This is actually from a message i wrote to a fellow kinkster, and just wanted to save it in case i needed to ‘splain myself again 🙂 i’m lazy/efficient like that.
ive been a bronchitis wuss my whole life. Get a sniffle and im on the lookout… A little drainage and im taking the mucinex. A cough brings out the humidifier. Has to be f-ing bad for me to go to the doc for something as trivial as a chest cold lol Been prescribed asthma meds on occasion, too, though never actually diagnosed with asthma.
So im self medicating the crap out of myself since very early November, and while it seems to help, seems to get better, it also keeps coming back, faster and worser and harder. But i’m in the throes of a new love relationship, and frankly don’t notice the pattern of the illness. Not even when we had to stop scening did i think “somethings wrong”, no, being out of breath and gasping/panting for air, i just reached for the inhaler 🙂
i went on vacation in early January, driving to NC to see my newest grandbaby. i felt sick, but figured the new round of meds would kick in on the way, and heck, all i was doing was driving, how bad could it be? LOL It got really bad. Going thru the mountains (where the air is thinner!) was awful. i had to keep stopping to rest, but resting wasn’t really helping. At one point i struggled so to get out of the car, that i had to stop and hold the door and rest before trying to cross the parking lot to get to the bathroom. That convinced me only that i had to go to the doctor once i got to NC 🙂 Which i did, and was given meds for bronchitis. (BTW, of course every time i went to the doc, they listened to my heart and lungs. How this has been missed by 3 docs and several RNs i’ll never understand)
i got to feeling better by the end of my time in NC, mostly i was bedridden and not a very good guest, didn’t get to spend much time with the babies. The trip home was much better, and the weekend with Master before returning to work was great… although the wheezing came back. Back to the doc, complaining bitterly that the meds weren’t working, the inhaler did NOTHING, bitch bitch bitch. He gave me different meds, different inhaler to be used 4 times a day instead of just as needed. i just kept getting worse. And my stomach started hurting. Thought all my time in bed had given me an impacted bowl (had it once before after a week of bedrest). Got sent home from work a few times because i just couldn’t keep up with the job (fast food manager).
Finally two Sunday’s ago, i realized i was feeling as sick or sicker than i had on vacation. i had an appt set up for later in the week, but could not see myself suffering until then. So i hopped in the car and drove myself to the ER, fully expecting a breathing treatment, maybe an antibiotic, and referral back to my doc. The only thing extra i took with me was my ipad charger in case i had a long wait, and a book in case the internet got boring.
i must have looked like crap, because they got me in right away, with two people taking my vitals. At one point the BP guy looks up at the pulse guy with this oh shit expression and i knew i wasn’t leaving any time soon. They got me in a chair and into a bed, and hooked up to machines and IVs pronto. i got quizzed on my symptoms, especially on ones i DIDN’T have such as racing heart, pounding heart, chest pain. i’d never had any of that.
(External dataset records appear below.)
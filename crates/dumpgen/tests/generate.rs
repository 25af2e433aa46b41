//! End-to-end dump generation against a temp directory.

use std::fs;
use std::thread::sleep;
use std::time::Duration;

use tempfile::TempDir;

#[test]
fn every_byte_becomes_one_hex_literal() {
    let dir = TempDir::new().unwrap();
    fs::write(dir.path().join("zota.bin"), [0u8, 1, 2]).unwrap();
    fs::write(dir.path().join("acorn.rom"), vec![0xabu8; 20]).unwrap();
    let manifest = dir.path().join("dumps.toml");
    fs::write(&manifest, "files = [\"zota.bin\", \"acorn.rom\"]\n").unwrap();
    let out_hdr = dir.path().join("dumps.h");

    dumpgen::generate(&manifest, None, &out_hdr).unwrap();
    let header = fs::read_to_string(&out_hdr).unwrap();

    assert!(header.starts_with("#pragma once\n// #version:5#\n// machine generated, do not edit!\n"));
    assert!(header.contains("unsigned char dump_zota_bin[3] = {"));
    assert!(header.contains("unsigned char dump_acorn_rom[20] = {"));
    // One hex literal per input byte, 3 + 20 in total.
    assert_eq!(header.matches("0x").count(), 23);
    assert!(header.contains("#define DUMP_NUM_ITEMS (2)"));
}

#[test]
fn index_table_is_sorted_by_display_name() {
    let dir = TempDir::new().unwrap();
    fs::write(dir.path().join("zota.bin"), [1u8]).unwrap();
    fs::write(dir.path().join("acorn.rom"), [2u8]).unwrap();
    let manifest = dir.path().join("dumps.toml");
    // Declaration order is deliberately not alphabetical.
    fs::write(&manifest, "files = [\"zota.bin\", \"acorn.rom\"]\n").unwrap();
    let out_hdr = dir.path().join("dumps.h");

    dumpgen::generate(&manifest, None, &out_hdr).unwrap();
    let header = fs::read_to_string(&out_hdr).unwrap();

    // Arrays keep declaration order.
    let zota_array = header.find("unsigned char dump_zota_bin").unwrap();
    let acorn_array = header.find("unsigned char dump_acorn_rom").unwrap();
    assert!(zota_array < acorn_array);

    // The index table is sorted by display name.
    let acorn_entry = header.find("{ \"acorn_rom\", dump_acorn_rom, 1 },").unwrap();
    let zota_entry = header.find("{ \"zota_bin\", dump_zota_bin, 1 },").unwrap();
    assert!(acorn_entry < zota_entry);
}

#[test]
fn src_dir_is_resolved_relative_to_output_header() {
    let dir = TempDir::new().unwrap();
    let sub = dir.path().join("roms");
    fs::create_dir(&sub).unwrap();
    fs::write(sub.join("game.tap"), [7u8, 8]).unwrap();
    let manifest = dir.path().join("dumps.toml");
    fs::write(&manifest, "src_dir = \"roms\"\nfiles = [\"game.tap\"]\n").unwrap();
    let out_hdr = dir.path().join("dumps.h");

    dumpgen::generate(&manifest, None, &out_hdr).unwrap();
    let header = fs::read_to_string(&out_hdr).unwrap();
    assert!(header.contains("unsigned char dump_game_tap[2] = {"));
}

#[test]
fn missing_input_is_fatal_and_preserves_previous_output() {
    let dir = TempDir::new().unwrap();
    let manifest = dir.path().join("dumps.toml");
    fs::write(&manifest, "files = [\"absent.bin\"]\n").unwrap();
    let out_hdr = dir.path().join("dumps.h");
    fs::write(&out_hdr, "previous header\n").unwrap();

    // Out of date (no version marker), so generation runs and fails.
    let err = dumpgen::generate(&manifest, None, &out_hdr).unwrap_err();
    assert!(err.to_string().contains("input file not found"));
    assert_eq!(fs::read_to_string(&out_hdr).unwrap(), "previous header\n");
}

#[test]
fn second_run_skips_regeneration_until_input_changes() {
    let dir = TempDir::new().unwrap();
    fs::write(dir.path().join("a.bin"), [1u8]).unwrap();
    let manifest = dir.path().join("dumps.toml");
    fs::write(&manifest, "files = [\"a.bin\"]\n").unwrap();
    let out_hdr = dir.path().join("dumps.h");

    dumpgen::generate(&manifest, None, &out_hdr).unwrap();
    let first = fs::metadata(&out_hdr).unwrap().modified().unwrap();

    sleep(Duration::from_millis(20));
    dumpgen::generate(&manifest, None, &out_hdr).unwrap();
    let second = fs::metadata(&out_hdr).unwrap().modified().unwrap();
    assert_eq!(first, second, "up-to-date output must not be rewritten");

    sleep(Duration::from_millis(20));
    fs::write(&manifest, "files = [\"a.bin\"]\n# touched\n").unwrap();
    dumpgen::generate(&manifest, None, &out_hdr).unwrap();
    let third = fs::metadata(&out_hdr).unwrap().modified().unwrap();
    assert!(third > second, "touched manifest must trigger regeneration");
}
Finally the Attending comes over and explains. i’ve a resting heart rate of over 170 (holy crap), the wheezing and crackling and shortness of breath is from fluid around my heart and lungs, not bronchitis (WTF) and the cause of the fluid is because i’ve got congestive heart failure (MASTER!!!!) Got to give much love to that doc, she was so matter of fact, i wasn’t REALLY scared. i thought i SHOULD be scared, i figured i’d freak sooner or later, but i didn’t. Probably too worn out to!
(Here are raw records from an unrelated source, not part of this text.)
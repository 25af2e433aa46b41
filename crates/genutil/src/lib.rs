//! Shared helpers for the fixture generators.
//!
//! Every generator in this workspace follows the same shape: check whether
//! its output is stale, parse its inputs, and write a generated header. This
//! crate owns the two pieces they share, the staleness check and the atomic
//! header write, so the generator crates only contain their own parsing and
//! emission logic.

use std::fs;
use std::io::{BufRead, BufReader};
use std::path::{Path, PathBuf};
use std::time::SystemTime;

use thiserror::Error;

/// Comment line appended after the version marker in every generated header.
pub const DO_NOT_EDIT: &str = "// machine generated, do not edit!";

pub type GenResult<T> = Result<T, GenError>;

/// Errors surfaced by the shared generator plumbing.
#[derive(Debug, Error)]
pub enum GenError {
    #[error("configuration error: {0}")]
    Config(String),

    #[error("{path}: {source}")]
    Io {
        path: PathBuf,
        #[source]
        source: std::io::Error,
    },
}

impl GenError {
    pub fn config(msg: impl Into<String>) -> Self {
        GenError::Config(msg.into())
    }

    pub fn io(path: impl Into<PathBuf>, source: std::io::Error) -> Self {
        GenError::Io {
            path: path.into(),
            source,
        }
    }
}

/// One generator invocation: a declared version plus the input and output
/// paths it reads and writes. Ephemeral, built fresh for every run.
#[derive(Debug)]
pub struct GeneratorTask {
    version: u32,
    inputs: Vec<PathBuf>,
    outputs: Vec<PathBuf>,
}

impl GeneratorTask {
    pub fn new(
        version: u32,
        inputs: impl IntoIterator<Item = PathBuf>,
        outputs: impl IntoIterator<Item = PathBuf>,
    ) -> Self {
        Self {
            version,
            inputs: inputs.into_iter().collect(),
            outputs: outputs.into_iter().collect(),
        }
    }

    /// Declared generator version, embedded in output as `// #version:N#`.
    pub fn version(&self) -> u32 {
        self.version
    }

    /// Returns the line carrying the version marker for this task.
    pub fn version_marker(&self) -> String {
        format!("// #version:{}#", self.version)
    }

    /// Returns true when any output needs to be regenerated: an output is
    /// missing, an existing output records a different version marker, or
    /// any input is newer than any output.
    pub fn is_dirty(&self) -> GenResult<bool> {
        for out in &self.outputs {
            if !out.exists() {
                log::debug!("{} missing, regenerating", out.display());
                return Ok(true);
            }
            if recorded_version(out)? != Some(self.version) {
                log::debug!("{} version marker stale, regenerating", out.display());
                return Ok(true);
            }
        }
        for input in &self.inputs {
            let in_mtime = mtime(input)?;
            for out in &self.outputs {
                if in_mtime > mtime(out)? {
                    log::debug!(
                        "{} newer than {}, regenerating",
                        input.display(),
                        out.display()
                    );
                    return Ok(true);
                }
            }
        }
        Ok(false)
    }
}

fn mtime(path: &Path) -> GenResult<SystemTime> {
    fs::metadata(path)
        .and_then(|meta| meta.modified())
        .map_err(|err| GenError::io(path, err))
}

/// Scans the first lines of an existing output file for a `#version:N#`
/// marker and returns the recorded version, if any.
fn recorded_version(path: &Path) -> GenResult<Option<u32>> {
    let file = fs::File::open(path).map_err(|err| GenError::io(path, err))?;
    let reader = BufReader::new(file);
    for line in reader.lines().take(4) {
        let line = line.map_err(|err| GenError::io(path, err))?;
        if let Some(version) = parse_version_marker(&line) {
            return Ok(Some(version));
        }
    }
    Ok(None)
}

fn parse_version_marker(line: &str) -> Option<u32> {
    let rest = &line[line.find("#version:")? + "#version:".len()..];
    rest[..rest.find('#')?].parse().ok()
}

/// Writes `contents` to `path` through a sibling temporary file and an
/// atomic rename, so a failed run never leaves a truncated header behind.
pub fn write_atomic(path: &Path, contents: &str) -> GenResult<()> {
    let file_name = path
        .file_name()
        .ok_or_else(|| GenError::config(format!("output path {} has no file name", path.display())))?;
    let tmp = path.with_file_name(format!("{}.tmp", file_name.to_string_lossy()));
    fs::write(&tmp, contents).map_err(|err| GenError::io(&tmp, err))?;
    fs::rename(&tmp, path).map_err(|err| GenError::io(path, err))?;
    Ok(())
}
//! Dumps binary fixture files into C arrays.
//!
//! Reads a TOML manifest naming a set of binary files, reads each one in
//! full, and emits a header with one `unsigned char` array per file plus an
//! index table of `(name, pointer, size)` entries sorted by display name.

use std::fmt::Write as _;
use std::fs;
use std::path::{Path, PathBuf};

use anyhow::{Context, Result};
use genutil::{GeneratorTask, DO_NOT_EDIT};
use serde::Deserialize;

const VERSION: u32 = 5;

/// Symbol prefix shared by every emitted array; stripped again for the
/// display name in the index table.
const SYMBOL_PREFIX: &str = "dump_";

#[derive(Debug, Deserialize)]
struct Manifest {
    /// Optional subdirectory (relative to the output header) holding the
    /// listed files.
    src_dir: Option<String>,
    files: Vec<String>,
}

/// One binary file read in full, ready for emission.
#[derive(Debug)]
struct DumpItem {
    symbol: String,
    bytes: Vec<u8>,
}

impl DumpItem {
    fn display_name(&self) -> &str {
        &self.symbol[SYMBOL_PREFIX.len()..]
    }
}

/// Derives the emitted symbol name from a manifest filename.
fn symbol_name(file_name: &str) -> String {
    format!("{SYMBOL_PREFIX}{file_name}").replace('.', "_")
}

/// Generates `out_hdr` from the manifest at `input`, unless the header is
/// already up to date. `out_src` is accepted for interface uniformity with
/// the other generators in the host build and is unused.
pub fn generate(input: &Path, _out_src: Option<&Path>, out_hdr: &Path) -> Result<()> {
    let task = GeneratorTask::new(VERSION, [input.to_path_buf()], [out_hdr.to_path_buf()]);
    if !task.is_dirty()? {
        log::info!("{} up to date, skipping", out_hdr.display());
        return Ok(());
    }

    let manifest_str =
        fs::read_to_string(input).with_context(|| format!("reading manifest {}", input.display()))?;
    let manifest: Manifest = toml::from_str(&manifest_str)
        .with_context(|| format!("parsing manifest {}", input.display()))?;

    let base = out_hdr.parent().unwrap_or_else(|| Path::new("."));
    let src_dir = match manifest.src_dir.as_deref() {
        Some(dir) => base.join(dir),
        None => base.to_path_buf(),
    };

    let mut items = Vec::with_capacity(manifest.files.len());
    for file in &manifest.files {
        let path: PathBuf = src_dir.join(file);
        let bytes =
            fs::read(&path).with_context(|| format!("input file not found: '{}'", path.display()))?;
        items.push(DumpItem {
            symbol: symbol_name(file),
            bytes,
        });
    }

    let header = render_header(&task, &items)?;
    genutil::write_atomic(out_hdr, &header)?;
    log::info!("generated {} ({} items)", out_hdr.display(), items.len());
    Ok(())
}

fn render_header(task: &GeneratorTask, items: &[DumpItem]) -> Result<String> {
    let mut out = String::new();
    out.push_str("#pragma once\n");
    out.push_str(&task.version_marker());
    out.push('\n');
    out.push_str(DO_NOT_EDIT);
    out.push('\n');

    for item in items {
        writeln!(
            &mut out,
            "unsigned char {}[{}] = {{",
            item.symbol,
            item.bytes.len()
        )?;
        for (num, byte) in item.bytes.iter().enumerate() {
            write!(&mut out, "0x{byte:02x}, ")?;
            if (num + 1) % 16 == 0 {
                out.push('\n');
            }
        }
        out.push_str("\n};\n");
    }

    out.push_str("typedef struct { const char* name; const uint8_t* ptr; int size; } dump_item;\n");
    writeln!(&mut out, "#define DUMP_NUM_ITEMS ({})", items.len())?;
    out.push_str("dump_item dump_items[DUMP_NUM_ITEMS] = {\n");
    let mut index: Vec<&DumpItem> = items.iter().collect();
    index.sort_by(|a, b| a.display_name().cmp(b.display_name()));
    for item in index {
        writeln!(
            &mut out,
            "{{ \"{}\", {}, {} }},",
            item.display_name(),
            item.symbol,
            item.bytes.len()
        )?;
    }
    out.push_str("};\n");
    Ok(out)
}

#[cfg(test)]
mod tests {
    use super::symbol_name;

    #[test]
    fn symbol_names_replace_dots() {
        assert_eq!(symbol_name("cpu.prg"), "dump_cpu_prg");
        assert_eq!(symbol_name("z80.tap.bin"), "dump_z80_tap_bin");
        assert_eq!(symbol_name("plain"), "dump_plain");
    }
}
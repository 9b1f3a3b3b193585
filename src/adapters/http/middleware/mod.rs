//! HTTP middleware.

mod auth;

pub use auth::{require_api_key, ApiKeyState};
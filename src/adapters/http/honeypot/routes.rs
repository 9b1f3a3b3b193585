//! HTTP routes for the honeypot endpoints.

use axum::{
    middleware,
    routing::{get, post},
    Router,
};

use crate::adapters::http::middleware::{require_api_key, ApiKeyState};

use super::handlers::{health, honeypot, HoneypotHandlers};

/// Creates the honeypot router.
///
/// The API-key layer guards only `/honeypot`; the health probe stays open
/// for load balancers.
pub fn honeypot_routes(handlers: HoneypotHandlers, api_key: ApiKeyState) -> Router {
    Router::new()
        .route("/honeypot", post(honeypot))
        .layer(middleware::from_fn_with_state(api_key, require_api_key))
        .route("/health", get(health))
        .with_state(handlers)
}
So i update Master via ipad, and start a facebook post for everyone else. Doc comes back and says shes sending me for a cat scan, because she believes i have clots in my lungs (this freaks me out more than the CHF because i know clots can cause strokes, and i didn’t want one lol) But my freak out is internal. Master tells me i’ll have to be very still for the scan… He knows i fidget something fierce lol And His calm settles me.
Well, you know how the rest goes, with the endless tests and blood draws and medication and the endless, endless waiting. i am so lucky that there were no clots, no sign of heart attacks, that the meds (except the blood thinner) worked quickly. By Tuesday i feel better than i have for months. Doc and i talk about how far back i can recall feeling like this, and to be honest, i think its been a really, really long time. This kind of thing starts slowly and builds, ya know. It can come and go all on it’s own, getting worse and sticking around longer each time. i remember laying in bed months and months ago, thinking that my life had come down to work and sleep, that i was just treading water until i died. We are sure that depressed and fatigued feeling was at least in part due to the CHF.
Master visited A LOT while i was in hospital. He lives quite a distance away, and that made it all the more special. It was during one of His visits that i realized He’s never known the healthy me. (((wicked grin))) It will take a while to build myself back up, but thats a challenge i’m most definitely up for.
Finally on Friday my blood thinner became therapeutic and i was kicked out of the hospital. Just waiting for my follow up with my reg doc to go back to work… part time, which was going to happen because of cut backs, but works out great for now. Since i’ve no history of heart trouble at all, they suspect my history of insomnia is from sleep apnea, and SA can cause CHF! So i’ve a sleep study in my future, and most likely get to wear a breathing mask for a while. my SA may well be due to my excessive weight, and losing that may cure the SA… which may cure the CHF. A bunch of ifs, but all i can do is try and see! Thankfully, Master put us both on a diet and weight loss challenge for New Years, and i’ve lost around 30 pounds so far… some from not eating from being ill, some from water loss from taking lasix. Not much from my own effort!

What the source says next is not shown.